2021.05.13 部門公開セミナー
クロマチンリモデリング因子を介したパラサイトDNAの沈静化機構
越阪部 晃永 博士(東京大学大学院理学系研究科 / JSTさきがけ)
2021年05月13日(木) 15:00 より 16:00 まで
Zoomオンライン(Zoomアドレスはメールにて別途ご案内)
クロマチン制御研究部門 中山潤一(7680)
染色体機能部位の多くを占める反復配列は、動植物の垣根を越えて特徴的なエピゲノム修飾を受ける。特に、ペリセントロメア領域は可動性DNAであるトランスポゾンを多く含むため、DNAやヒストンH3のメチル化修飾を含む構成的ヘテロクロマチンを形成してトランスポゾンの機能発現を鎮静化している。シロイヌナズナを用いた遺伝学的解析により、この抑制型エピゲノム修飾の維持に必須な因子としてクロマチンリモデリング因子Decrease in DNA Methylation 1(DDM1)が同定され、DDM1の機能喪失植物において大量のトランスポゾンの脱抑制と可動化が観察されている。しかし、DDM1の同定から30年近くが経ったにも関わらず、DDM1によるトランスポゾン沈静化の分子機構は未だ不明であった。

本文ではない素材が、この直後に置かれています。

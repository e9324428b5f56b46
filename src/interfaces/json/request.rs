use crate::domain::payment::PaymentDraft;
use crate::error::{PaymentError, Result};
use rust_decimal::Decimal;
use serde::Deserialize;
use std::io::BufRead;

/// One decoded request line. The `op` tag selects the operation; field names
/// use the same camelCase spelling as the payments API bodies.
#[derive(Debug, Deserialize)]
#[serde(tag = "op", rename_all = "snake_case")]
pub enum Request {
    #[serde(rename_all = "camelCase")]
    CreateUser {
        id: Option<String>,
        name: String,
        email: String,
    },
    #[serde(rename_all = "camelCase")]
    GetUser { id: String },
    CreatePayment(PaymentDraft),
    #[serde(rename_all = "camelCase")]
    GetPayment {
        id: Option<String>,
        order_id: Option<String>,
    },
    ListPayments,
    #[serde(rename_all = "camelCase")]
    PaymentsByUser { user_id: String },
    #[serde(rename_all = "camelCase")]
    PaymentsByCurrency { currency: String },
    #[serde(rename_all = "camelCase")]
    PaymentInCurrency {
        id: Option<String>,
        order_id: Option<String>,
        target_currency: String,
    },
    #[serde(rename_all = "camelCase")]
    UpdateStatus {
        id: Option<String>,
        order_id: Option<String>,
        status: Option<String>,
        transaction_id: Option<String>,
        gateway_response: Option<serde_json::Value>,
    },
    #[serde(rename_all = "camelCase")]
    Refund {
        id: Option<String>,
        order_id: Option<String>,
        refund_amount: Option<Decimal>,
        refund_reason: Option<String>,
    },
    #[serde(rename_all = "camelCase")]
    Receipt {
        id: Option<String>,
        order_id: Option<String>,
    },
    Currencies,
    Stats,
}

/// Reads requests from a JSON Lines source, one object per line.
///
/// Blank lines are skipped; a malformed line surfaces as an `Err` item so
/// the caller can answer it with a 400 without aborting the stream.
pub struct RequestReader<R: BufRead> {
    reader: R,
}

impl<R: BufRead> RequestReader<R> {
    pub fn new(reader: R) -> Self {
        Self { reader }
    }

    pub fn requests(self) -> impl Iterator<Item = Result<Request>> {
        self.reader
            .lines()
            .filter(|line| !matches!(line, Ok(l) if l.trim().is_empty()))
            .map(|line| {
                let line = line?;
                serde_json::from_str(&line).map_err(PaymentError::from)
            })
    }
}
use crate::application::engine::PaymentEngine;
use crate::domain::currency::Currency;
use crate::domain::validation;
use crate::error::{PaymentError, Result};
use crate::interfaces::json::request::Request;
use crate::interfaces::json::response::Response;
use uuid::Uuid;

/// Dispatches one request against the engine, translating every failure into
/// its response shape. Request-level validation runs here, before the engine
/// is invoked.
pub async fn handle(engine: &PaymentEngine, request: Request) -> Response {
    match dispatch(engine, request).await {
        Ok(response) => response,
        Err(err) => Response::from_error(&err),
    }
}

async fn dispatch(engine: &PaymentEngine, request: Request) -> Result<Response> {
    match request {
        Request::CreateUser { id, name, email } => {
            let id = id
                .map(|raw| parse_id(&raw, "id", "Invalid user ID format"))
                .transpose()?;
            let user = engine.create_user(id, name, email).await?;
            Ok(Response::created(&user))
        }
        Request::GetUser { id } => {
            let user = engine.get_user(parse_id(&id, "id", "Invalid user ID format")?).await?;
            Ok(Response::ok(&user))
        }
        Request::CreatePayment(draft) => {
            let payment = engine.create_payment(draft).await?;
            Ok(Response::created(&payment))
        }
        Request::GetPayment { id, order_id } => {
            let payment_id = resolve_payment(engine, id, order_id).await?;
            Ok(Response::ok(&engine.get_payment(payment_id).await?))
        }
        Request::ListPayments => Ok(Response::ok(&engine.list_payments().await?)),
        Request::PaymentsByUser { user_id } => {
            let user_id = parse_id(&user_id, "userId", "Invalid user ID format")?;
            Ok(Response::ok(&engine.payments_by_user(user_id).await?))
        }
        Request::PaymentsByCurrency { currency } => {
            let currency = parse_currency(&currency)?;
            Ok(Response::ok(&engine.payments_by_currency(currency).await?))
        }
        Request::PaymentInCurrency {
            id,
            order_id,
            target_currency,
        } => {
            let target = parse_currency(&target_currency)?;
            let payment_id = resolve_payment(engine, id, order_id).await?;
            Ok(Response::ok(
                &engine.payment_in_currency(payment_id, target).await?,
            ))
        }
        Request::UpdateStatus {
            id,
            order_id,
            status,
            transaction_id,
            gateway_response,
        } => {
            let requested = validation::validate_status_update(status.as_deref())?;
            let payment_id = resolve_payment(engine, id, order_id).await?;
            let payment = engine
                .update_status(payment_id, requested, transaction_id, gateway_response)
                .await?;
            Ok(Response::ok(&payment))
        }
        Request::Refund {
            id,
            order_id,
            refund_amount,
            refund_reason,
        } => {
            validation::validate_refund_input(refund_amount, refund_reason.as_deref())?;
            let Some(amount) = refund_amount else {
                return Err(PaymentError::validation("refundAmount", "Refund amount is required"));
            };
            let payment_id = resolve_payment(engine, id, order_id).await?;
            let payment = engine
                .process_refund(payment_id, amount, refund_reason)
                .await?;
            Ok(Response::ok(&payment))
        }
        Request::Receipt { id, order_id } => {
            let payment_id = resolve_payment(engine, id, order_id).await?;
            Ok(Response::ok(&engine.generate_receipt(payment_id).await?))
        }
        Request::Currencies => {
            let currencies: Vec<_> = Currency::ALL.iter().map(|c| c.info()).collect();
            Ok(Response::ok(&currencies))
        }
        Request::Stats => Ok(Response::ok(&engine.stats().await?)),
    }
}

/// Resolves the payment selector: a store-assigned id takes precedence, an
/// order reference is looked up, anything else is a validation error.
async fn resolve_payment(
    engine: &PaymentEngine,
    id: Option<String>,
    order_id: Option<String>,
) -> Result<Uuid> {
    match (id, order_id) {
        (Some(id), _) => parse_id(&id, "id", "Invalid payment ID format"),
        (None, Some(order_id)) => Ok(engine.find_by_order_id(&order_id).await?.id),
        (None, None) => Err(PaymentError::validation("id", "Payment ID is required")),
    }
}

fn parse_id(raw: &str, field: &str, message: &str) -> Result<Uuid> {
    Uuid::parse_str(raw).map_err(|_| PaymentError::validation(field, message))
}

fn parse_currency(code: &str) -> Result<Currency> {
    Currency::from_code(code).ok_or_else(|| PaymentError::UnsupportedCurrency(code.to_string()))
}
use crate::domain::currency::{self, Currency};
use crate::domain::payment::{
    Payment, PaymentDraft, PaymentStatus, Receipt,
};
use crate::domain::ports::{PaymentStoreBox, UserStoreBox};
use crate::domain::user::User;
use crate::domain::validation;
use crate::error::{PaymentError, Result};
use chrono::Utc;
use rand::Rng;
use rust_decimal::Decimal;
use serde::Serialize;
use std::collections::BTreeMap;
use uuid::Uuid;

/// The payment lifecycle engine.
///
/// Owns the status state machine, refund workflow, receipt generation and the
/// currency-derived views. All persistence goes through the store ports; the
/// engine awaits every write before returning so each request observes its
/// own effects.
pub struct PaymentEngine {
    payment_store: PaymentStoreBox,
    user_store: UserStoreBox,
}

/// A payment projected into another currency using the static rate table.
#[derive(Debug, Clone, Serialize)]
#[serde(rename_all = "camelCase")]
pub struct ConvertedPayment {
    #[serde(flatten)]
    pub payment: Payment,
    pub target_currency: Currency,
    pub converted_amount: Decimal,
    pub formatted_amount: String,
}

/// Aggregated view over all payments. `total_amount` groups completed
/// payments by currency.
#[derive(Debug, Clone, PartialEq, Serialize)]
#[serde(rename_all = "camelCase")]
pub struct PaymentStats {
    pub total_count: u64,
    pub by_status: BTreeMap<&'static str, u64>,
    pub by_method: BTreeMap<&'static str, u64>,
    pub total_amount: BTreeMap<&'static str, Decimal>,
}

impl PaymentEngine {
    pub fn new(payment_store: PaymentStoreBox, user_store: UserStoreBox) -> Self {
        Self {
            payment_store,
            user_store,
        }
    }

    /// Creates a user. A client-supplied id is honored (document stores
    /// allow caller-chosen identifiers) as long as it is free.
    pub async fn create_user(
        &self,
        id: Option<Uuid>,
        name: String,
        email: String,
    ) -> Result<User> {
        let mut user = User::new(name, email);
        if let Some(id) = id {
            if self.user_store.exists(id).await? {
                return Err(PaymentError::Conflict(
                    "User with this ID already exists".to_string(),
                ));
            }
            user.id = id;
        }
        self.user_store.store(user.clone()).await?;
        tracing::info!(user_id = %user.id, "user created");
        Ok(user)
    }

    pub async fn get_user(&self, id: Uuid) -> Result<User> {
        self.user_store
            .get(id)
            .await?
            .ok_or(PaymentError::NotFound("User"))
    }

    /// Validates the draft, checks user existence and uniqueness constraints,
    /// and persists a new payment in `Pending` status.
    pub async fn create_payment(&self, draft: PaymentDraft) -> Result<Payment> {
        let new = validation::validate_payment_input(draft)?;

        if !self.user_store.exists(new.user_id).await? {
            return Err(PaymentError::NotFound("User"));
        }
        if self
            .payment_store
            .find_by_order_id(&new.order_id)
            .await?
            .is_some()
        {
            return Err(PaymentError::Conflict(
                "Payment with this order ID already exists".to_string(),
            ));
        }
        if let Some(transaction_id) = new.transaction_id.as_deref() {
            self.ensure_transaction_id_free(transaction_id, None).await?;
        }

        let payment = Payment::new(new);
        self.payment_store.store(payment.clone()).await?;
        tracing::info!(payment_id = %payment.id, order_id = %payment.order_id, "payment created");
        Ok(payment)
    }

    pub async fn get_payment(&self, id: Uuid) -> Result<Payment> {
        self.payment_store
            .get(id)
            .await?
            .ok_or(PaymentError::NotFound("Payment"))
    }

    pub async fn find_by_order_id(&self, order_id: &str) -> Result<Payment> {
        self.payment_store
            .find_by_order_id(order_id)
            .await?
            .ok_or(PaymentError::NotFound("Payment"))
    }

    pub async fn list_payments(&self) -> Result<Vec<Payment>> {
        self.payment_store.get_all().await
    }

    pub async fn payments_by_user(&self, user_id: Uuid) -> Result<Vec<Payment>> {
        if !self.user_store.exists(user_id).await? {
            return Err(PaymentError::NotFound("User"));
        }
        self.payment_store.find_by_user(user_id).await
    }

    pub async fn payments_by_currency(&self, currency: Currency) -> Result<Vec<Payment>> {
        self.payment_store.find_by_currency(currency).await
    }

    /// Derived view of a payment converted into `target` using the static
    /// exchange-rate table.
    pub async fn payment_in_currency(
        &self,
        id: Uuid,
        target: Currency,
    ) -> Result<ConvertedPayment> {
        let payment = self.get_payment(id).await?;
        let converted_amount = currency::convert(payment.amount, payment.currency, target);
        let formatted_amount = currency::format_amount(converted_amount, target);
        Ok(ConvertedPayment {
            payment,
            target_currency: target,
            converted_amount,
            formatted_amount,
        })
    }

    /// Applies a status transition (per the transition table on
    /// [`PaymentStatus`]), optionally recording the gateway transaction
    /// reference and response payload.
    pub async fn update_status(
        &self,
        id: Uuid,
        requested: PaymentStatus,
        transaction_id: Option<String>,
        gateway_response: Option<serde_json::Value>,
    ) -> Result<Payment> {
        let mut payment = self.get_payment(id).await?;
        let previous = payment.status;
        payment.transition_to(requested)?;

        if let Some(transaction_id) = transaction_id {
            validation::validate_transaction_id(&transaction_id)?;
            self.ensure_transaction_id_free(&transaction_id, Some(id)).await?;
            payment.transaction_id = Some(transaction_id);
        }
        if let Some(gateway_response) = gateway_response {
            payment.gateway_response = Some(gateway_response);
        }

        self.payment_store.store(payment.clone()).await?;
        tracing::info!(payment_id = %id, %previous, status = %requested, "payment status updated");
        Ok(payment)
    }

    /// Validates and applies the one-time refund for a completed payment.
    /// The refund reference is best-effort unique (timestamp + random
    /// suffix).
    pub async fn process_refund(
        &self,
        id: Uuid,
        refund_amount: Decimal,
        refund_reason: Option<String>,
    ) -> Result<Payment> {
        let mut payment = self.get_payment(id).await?;
        let reason = refund_reason.unwrap_or_else(|| "Customer request".to_string());
        let refund_id = generate_refund_id();
        payment.apply_refund(refund_id, refund_amount, reason)?;

        self.payment_store.store(payment.clone()).await?;
        tracing::info!(payment_id = %id, %refund_amount, "payment refunded");
        Ok(payment)
    }

    pub async fn generate_receipt(&self, id: Uuid) -> Result<Receipt> {
        Ok(self.get_payment(id).await?.generate_receipt())
    }

    /// Aggregate counts by status and method, and completed totals by
    /// currency.
    pub async fn stats(&self) -> Result<PaymentStats> {
        let payments = self.payment_store.get_all().await?;

        let mut by_status = BTreeMap::new();
        let mut by_method = BTreeMap::new();
        let mut total_amount = BTreeMap::new();
        for payment in &payments {
            *by_status.entry(payment.status.as_str()).or_insert(0) += 1;
            *by_method.entry(payment.payment_method.as_str()).or_insert(0) += 1;
            if payment.status == PaymentStatus::Completed {
                *total_amount
                    .entry(payment.currency.code())
                    .or_insert(Decimal::ZERO) += payment.amount;
            }
        }

        Ok(PaymentStats {
            total_count: payments.len() as u64,
            by_status,
            by_method,
            total_amount,
        })
    }

    async fn ensure_transaction_id_free(
        &self,
        transaction_id: &str,
        except: Option<Uuid>,
    ) -> Result<()> {
        if let Some(existing) = self
            .payment_store
            .find_by_transaction_id(transaction_id)
            .await?
            && Some(existing.id) != except
        {
            return Err(PaymentError::Conflict(
                "Payment with this transaction ID already exists".to_string(),
            ));
        }
        Ok(())
    }
}

/// `REF-` + base-36 millisecond timestamp + 4 random alphanumerics.
/// Best-effort uniqueness, not a hard invariant.
fn generate_refund_id() -> String {
    const CHARSET: &[u8] = b"ABCDEFGHIJKLMNOPQRSTUVWXYZ0123456789";
    let millis = Utc::now().timestamp_millis().unsigned_abs();
    let mut rng = rand::thread_rng();
    let suffix: String = (0..4)
        .map(|_| CHARSET[rng.gen_range(0..CHARSET.len())] as char)
        .collect();
    format!("REF-{}{suffix}", base36_upper(millis))
}

fn base36_upper(mut n: u64) -> String {
    const DIGITS: &[u8] = b"0123456789ABCDEFGHIJKLMNOPQRSTUVWXYZ";
    if n == 0 {
        return "0".to_string();
    }
    let mut out = Vec::new();
    while n > 0 {
        out.push(DIGITS[(n % 36) as usize]);
        n /= 36;
    }
    out.reverse();
    String::from_utf8(out).unwrap_or_default()
}
use rust_decimal::{Decimal, RoundingStrategy};
use rust_decimal_macros::dec;
use serde::{Deserialize, Serialize};

/// The fixed set of supported currencies.
///
/// Exchange rates are a static table relative to USD (the base currency) and
/// are intentionally not fetched live.
#[derive(
    Debug, Clone, Copy, PartialEq, Eq, Hash, PartialOrd, Ord, Serialize, Deserialize,
)]
#[serde(rename_all = "UPPERCASE")]
#[allow(clippy::upper_case_acronyms)]
pub enum Currency {
    USD,
    EUR,
    GBP,
    INR,
    JPY,
    CAD,
    AUD,
    CNY,
    CHF,
    SGD,
    NZD,
    MXN,
    BRL,
    ZAR,
    HKD,
    SEK,
    NOK,
    DKK,
    AED,
    SAR,
}

/// Static currency metadata, shaped like the supported-currencies listing of
/// the payments API.
#[derive(Debug, Clone, Serialize, PartialEq)]
#[serde(rename_all = "camelCase")]
pub struct CurrencyInfo {
    pub code: &'static str,
    pub name: &'static str,
    pub symbol: &'static str,
    pub decimal_places: u32,
}

impl Currency {
    pub const ALL: [Currency; 20] = [
        Currency::USD,
        Currency::EUR,
        Currency::GBP,
        Currency::INR,
        Currency::JPY,
        Currency::CAD,
        Currency::AUD,
        Currency::CNY,
        Currency::CHF,
        Currency::SGD,
        Currency::NZD,
        Currency::MXN,
        Currency::BRL,
        Currency::ZAR,
        Currency::HKD,
        Currency::SEK,
        Currency::NOK,
        Currency::DKK,
        Currency::AED,
        Currency::SAR,
    ];

    pub fn code(&self) -> &'static str {
        match self {
            Currency::USD => "USD",
            Currency::EUR => "EUR",
            Currency::GBP => "GBP",
            Currency::INR => "INR",
            Currency::JPY => "JPY",
            Currency::CAD => "CAD",
            Currency::AUD => "AUD",
            Currency::CNY => "CNY",
            Currency::CHF => "CHF",
            Currency::SGD => "SGD",
            Currency::NZD => "NZD",
            Currency::MXN => "MXN",
            Currency::BRL => "BRL",
            Currency::ZAR => "ZAR",
            Currency::HKD => "HKD",
            Currency::SEK => "SEK",
            Currency::NOK => "NOK",
            Currency::DKK => "DKK",
            Currency::AED => "AED",
            Currency::SAR => "SAR",
        }
    }

    pub fn name(&self) -> &'static str {
        match self {
            Currency::USD => "US Dollar",
            Currency::EUR => "Euro",
            Currency::GBP => "British Pound",
            Currency::INR => "Indian Rupee",
            Currency::JPY => "Japanese Yen",
            Currency::CAD => "Canadian Dollar",
            Currency::AUD => "Australian Dollar",
            Currency::CNY => "Chinese Yuan",
            Currency::CHF => "Swiss Franc",
            Currency::SGD => "Singapore Dollar",
            Currency::NZD => "New Zealand Dollar",
            Currency::MXN => "Mexican Peso",
            Currency::BRL => "Brazilian Real",
            Currency::ZAR => "South African Rand",
            Currency::HKD => "Hong Kong Dollar",
            Currency::SEK => "Swedish Krona",
            Currency::NOK => "Norwegian Krone",
            Currency::DKK => "Danish Krone",
            Currency::AED => "United Arab Emirates Dirham",
            Currency::SAR => "Saudi Riyal",
        }
    }

    pub fn symbol(&self) -> &'static str {
        match self {
            Currency::USD => "$",
            Currency::EUR => "€",
            Currency::GBP => "£",
            Currency::INR => "₹",
            Currency::JPY => "¥",
            Currency::CAD => "C$",
            Currency::AUD => "A$",
            Currency::CNY => "¥",
            Currency::CHF => "Fr",
            Currency::SGD => "S$",
            Currency::NZD => "NZ$",
            Currency::MXN => "Mex$",
            Currency::BRL => "R$",
            Currency::ZAR => "R",
            Currency::HKD => "HK$",
            Currency::SEK => "kr",
            Currency::NOK => "kr",
            Currency::DKK => "kr",
            Currency::AED => "د.إ",
            Currency::SAR => "﷼",
        }
    }

    /// Fractional-digit count for the currency. JPY does not use fractional
    /// units.
    pub fn decimal_places(&self) -> u32 {
        match self {
            Currency::JPY => 0,
            _ => 2,
        }
    }

    /// Exchange rate relative to USD.
    pub fn rate(&self) -> Decimal {
        match self {
            Currency::USD => dec!(1.0),
            Currency::EUR => dec!(0.85),
            Currency::GBP => dec!(0.73),
            Currency::INR => dec!(74.5),
            Currency::JPY => dec!(110.2),
            Currency::CAD => dec!(1.25),
            Currency::AUD => dec!(1.35),
            Currency::CNY => dec!(6.45),
            Currency::CHF => dec!(0.92),
            Currency::SGD => dec!(1.35),
            Currency::NZD => dec!(1.42),
            Currency::MXN => dec!(20.1),
            Currency::BRL => dec!(5.25),
            Currency::ZAR => dec!(14.8),
            Currency::HKD => dec!(7.78),
            Currency::SEK => dec!(8.65),
            Currency::NOK => dec!(8.75),
            Currency::DKK => dec!(6.32),
            Currency::AED => dec!(3.67),
            Currency::SAR => dec!(3.75),
        }
    }

    pub fn info(&self) -> CurrencyInfo {
        CurrencyInfo {
            code: self.code(),
            name: self.name(),
            symbol: self.symbol(),
            decimal_places: self.decimal_places(),
        }
    }

    /// Exact-match lookup by code ("USD", "JPY", ...).
    pub fn from_code(code: &str) -> Option<Currency> {
        Currency::ALL.iter().copied().find(|c| c.code() == code)
    }
}

impl std::fmt::Display for Currency {
    fn fmt(&self, f: &mut std::fmt::Formatter<'_>) -> std::fmt::Result {
        f.write_str(self.code())
    }
}

/// Membership test against the fixed currency table.
pub fn is_supported(code: &str) -> bool {
    Currency::from_code(code).is_some()
}

/// Converts `amount` from one currency to another through the USD base rate,
/// rounding half-up to the target currency's fractional-digit count.
pub fn convert(amount: Decimal, from: Currency, to: Currency) -> Decimal {
    let in_base = if from == Currency::USD {
        amount
    } else {
        amount / from.rate()
    };
    let converted = if to == Currency::USD {
        in_base
    } else {
        in_base * to.rate()
    };
    converted.round_dp_with_strategy(to.decimal_places(), RoundingStrategy::MidpointAwayFromZero)
}

/// Renders the amount with the currency symbol, thousands separators and the
/// currency's fixed fractional-digit count (e.g. `$1,234.50`, `¥1,235`).
pub fn format_amount(amount: Decimal, currency: Currency) -> String {
    let places = currency.decimal_places();
    let rounded =
        amount.round_dp_with_strategy(places, RoundingStrategy::MidpointAwayFromZero);
    let digits = format!("{:.*}", places as usize, rounded.abs());
    let (int_part, frac_part) = match digits.split_once('.') {
        Some((int_part, frac_part)) => (int_part, Some(frac_part)),
        None => (digits.as_str(), None),
    };

    let mut out = String::new();
    if rounded.is_sign_negative() {
        out.push('-');
    }
    out.push_str(currency.symbol());
    let len = int_part.len();
    for (i, c) in int_part.chars().enumerate() {
        if i > 0 && (len - i) % 3 == 0 {
            out.push(',');
        }
        out.push(c);
    }
    if let Some(frac) = frac_part {
        out.push('.');
        out.push_str(frac);
    }
    out
}

/// True when the amount is positive and does not carry more fractional digits
/// than the currency allows.
pub fn valid_amount_for(amount: Decimal, currency: Currency) -> bool {
    amount > Decimal::ZERO && amount.normalize().scale() <= currency.decimal_places()
}

/// String-code variant of [`valid_amount_for`]; false for unsupported codes.
pub fn is_valid_amount_for_currency(amount: Decimal, code: &str) -> bool {
    match Currency::from_code(code) {
        Some(currency) => valid_amount_for(amount, currency),
        None => false,
    }
}
//! Bounds-checked little-endian reader over an in-memory buffer

#![allow(clippy::cast_possible_wrap, clippy::cast_sign_loss)]

use byteorder::{ByteOrder, LittleEndian};

use crate::error::{Error, Result};

/// Sequential and random-access reader over a borrowed byte buffer.
///
/// Every read checks the remaining length first and fails with
/// [`Error::TruncatedData`] instead of reading short. The position never
/// leaves `0..=len`.
#[derive(Debug, Clone)]
pub struct BinaryCursor<'a> {
    data: &'a [u8],
    pos: usize,
}

impl<'a> BinaryCursor<'a> {
    pub fn new(data: &'a [u8]) -> Self {
        Self { data, pos: 0 }
    }

    pub fn len(&self) -> usize {
        self.data.len()
    }

    pub fn is_empty(&self) -> bool {
        self.data.is_empty()
    }

    pub fn position(&self) -> usize {
        self.pos
    }

    pub fn remaining(&self) -> usize {
        self.data.len() - self.pos
    }

    /// Move to an absolute offset.
    ///
    /// # Errors
    /// Returns [`Error::OffsetOutOfRange`] if `offset` is outside `0..=len`.
    pub fn seek(&mut self, offset: i64) -> Result<()> {
        if offset < 0 || offset > self.data.len() as i64 {
            return Err(Error::OffsetOutOfRange {
                offset,
                len: self.data.len(),
            });
        }
        self.pos = offset as usize;
        Ok(())
    }

    /// Check that `needed` bytes are available at the current position.
    ///
    /// # Errors
    /// Returns [`Error::TruncatedData`] if fewer bytes remain.
    pub fn ensure(&self, needed: usize) -> Result<()> {
        if needed > self.remaining() {
            return Err(Error::TruncatedData {
                offset: self.pos,
                needed,
                available: self.remaining(),
            });
        }
        Ok(())
    }

    /// Borrow `length` bytes starting at an absolute offset without moving.
    ///
    /// # Errors
    /// Returns [`Error::OffsetOutOfRange`] if `offset` is past the end, or
    /// [`Error::TruncatedData`] if the range runs past the end.
    pub fn slice(&self, offset: usize, length: usize) -> Result<&'a [u8]> {
        if offset > self.data.len() {
            return Err(Error::OffsetOutOfRange {
                offset: offset as i64,
                len: self.data.len(),
            });
        }
        let available = self.data.len() - offset;
        if length > available {
            return Err(Error::TruncatedData { offset, needed: length, available });
        }
        Ok(&self.data[offset..offset + length])
    }

    fn take(&mut self, n: usize) -> Result<&'a [u8]> {
        self.ensure(n)?;
        let bytes = &self.data[self.pos..self.pos + n];
        self.pos += n;
        Ok(bytes)
    }

    pub fn read_u8(&mut self) -> Result<u8> {
        Ok(self.take(1)?[0])
    }

    pub fn read_i16(&mut self) -> Result<i16> {
        Ok(LittleEndian::read_i16(self.take(2)?))
    }

    pub fn read_u16(&mut self) -> Result<u16> {
        Ok(LittleEndian::read_u16(self.take(2)?))
    }

    pub fn read_i32(&mut self) -> Result<i32> {
        Ok(LittleEndian::read_i32(self.take(4)?))
    }

    pub fn read_f32(&mut self) -> Result<f32> {
        Ok(LittleEndian::read_f32(self.take(4)?))
    }

    pub fn read_vec3(&mut self) -> Result<[f32; 3]> {
        let bytes = self.take(12)?;
        Ok([
            LittleEndian::read_f32(&bytes[0..4]),
            LittleEndian::read_f32(&bytes[4..8]),
            LittleEndian::read_f32(&bytes[8..12]),
        ])
    }

    pub fn read_array<const N: usize>(&mut self) -> Result<[u8; N]> {
        let mut out = [0u8; N];
        out.copy_from_slice(self.take(N)?);
        Ok(out)
    }

    /// Read an `n`-byte null-padded name. Only bytes before the first null
    /// are significant; invalid UTF-8 is replaced rather than rejected.
    pub fn read_fixed_string(&mut self, n: usize) -> Result<String> {
        let bytes = self.take(n)?;
        let len = bytes.iter().position(|&b| b == 0).unwrap_or(n);
        Ok(String::from_utf8_lossy(&bytes[..len]).into_owned())
    }
}

#[cfg(test)]
mod tests {
    use super::*;

    #[test]
    fn test_little_endian_reads() {
        let data = [
            0x01, 0x00, 0x00, 0x00, // i32 1
            0xFE, 0xFF, // i16 -2
            0x00, 0x00, 0x80, 0x3F, // f32 1.0
            0x7F,
        ];
        let mut cursor = BinaryCursor::new(&data);

        assert_eq!(cursor.read_i32().unwrap(), 1);
        assert_eq!(cursor.read_i16().unwrap(), -2);
        assert_eq!(cursor.read_f32().unwrap(), 1.0);
        assert_eq!(cursor.read_u8().unwrap(), 0x7F);
        assert_eq!(cursor.remaining(), 0);
    }

    #[test]
    fn test_short_read_is_truncated_data() {
        let data = [0u8; 3];
        let mut cursor = BinaryCursor::new(&data);
        cursor.read_u8().unwrap();

        let err = cursor.read_i32().unwrap_err();
        assert!(matches!(
            err,
            Error::TruncatedData { offset: 1, needed: 4, available: 2 }
        ));
        // Failed reads do not move the cursor
        assert_eq!(cursor.position(), 1);
    }

    #[test]
    fn test_seek_bounds() {
        let data = [0u8; 8];
        let mut cursor = BinaryCursor::new(&data);

        cursor.seek(8).unwrap();
        assert_eq!(cursor.remaining(), 0);
        assert!(matches!(cursor.seek(9), Err(Error::OffsetOutOfRange { offset: 9, len: 8 })));
        assert!(matches!(cursor.seek(-1), Err(Error::OffsetOutOfRange { offset: -1, .. })));
        assert_eq!(cursor.position(), 8);
    }

    #[test]
    fn test_fixed_string_stops_at_null() {
        let mut data = [0u8; 16];
        data[..5].copy_from_slice(b"h_tag");
        data[6] = b'x'; // garbage after the terminator is ignored
        let mut cursor = BinaryCursor::new(&data);

        assert_eq!(cursor.read_fixed_string(16).unwrap(), "h_tag");
        assert_eq!(cursor.position(), 16);
    }

    #[test]
    fn test_fixed_string_without_null_uses_full_width() {
        let data = *b"ABCD";
        let mut cursor = BinaryCursor::new(&data);
        assert_eq!(cursor.read_fixed_string(4).unwrap(), "ABCD");
    }

    #[test]
    fn test_slice() {
        let data = [1u8, 2, 3, 4];
        let cursor = BinaryCursor::new(&data);

        assert_eq!(cursor.slice(1, 2).unwrap(), &[2, 3]);
        assert_eq!(cursor.slice(4, 0).unwrap(), &[] as &[u8]);
        assert!(matches!(cursor.slice(5, 0), Err(Error::OffsetOutOfRange { .. })));
        assert!(matches!(cursor.slice(3, 2), Err(Error::TruncatedData { offset: 3, needed: 2, available: 1 })));
    }
}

本研究では、ペリセントロメア特異的に局在し、クロマチンの凝集効果があるヒストンの亜種(バリアント)H2A.Wに着目し、ddm1変異植物体を用いてゲノムワイドな解析を行なった。その結果、DDM1の機能喪失に伴ってトランスポゾンがH2A.Wを失い、その代わりに他の遺伝子と似たようなエピゲノム修飾を受けて脱抑制されていることが明らかになった。DDM1はH2A.Wと直接相互作用し、その相互作用がDDM1によるトランスポゾンの鎮静化に重要である結果が得られた。さらに、DDM1のH2A.W結合領域が哺乳類オルソログHELLS/LSHにも保存されていた。このことから、本研究で明らかになったトランスポゾン鎮静化の新規機構は、動植物で広く保存されていることが示唆された。
本セミナーでは未発表データも紹介して、クロマチンリモデリング因子によるヒストンバリアントのダイナミクスを介したトランスポゾンの沈静化機構について議論したい。
参考文献:Osakabe, Jamge et al. (2021) Nature Cell Biology 23, 391-400.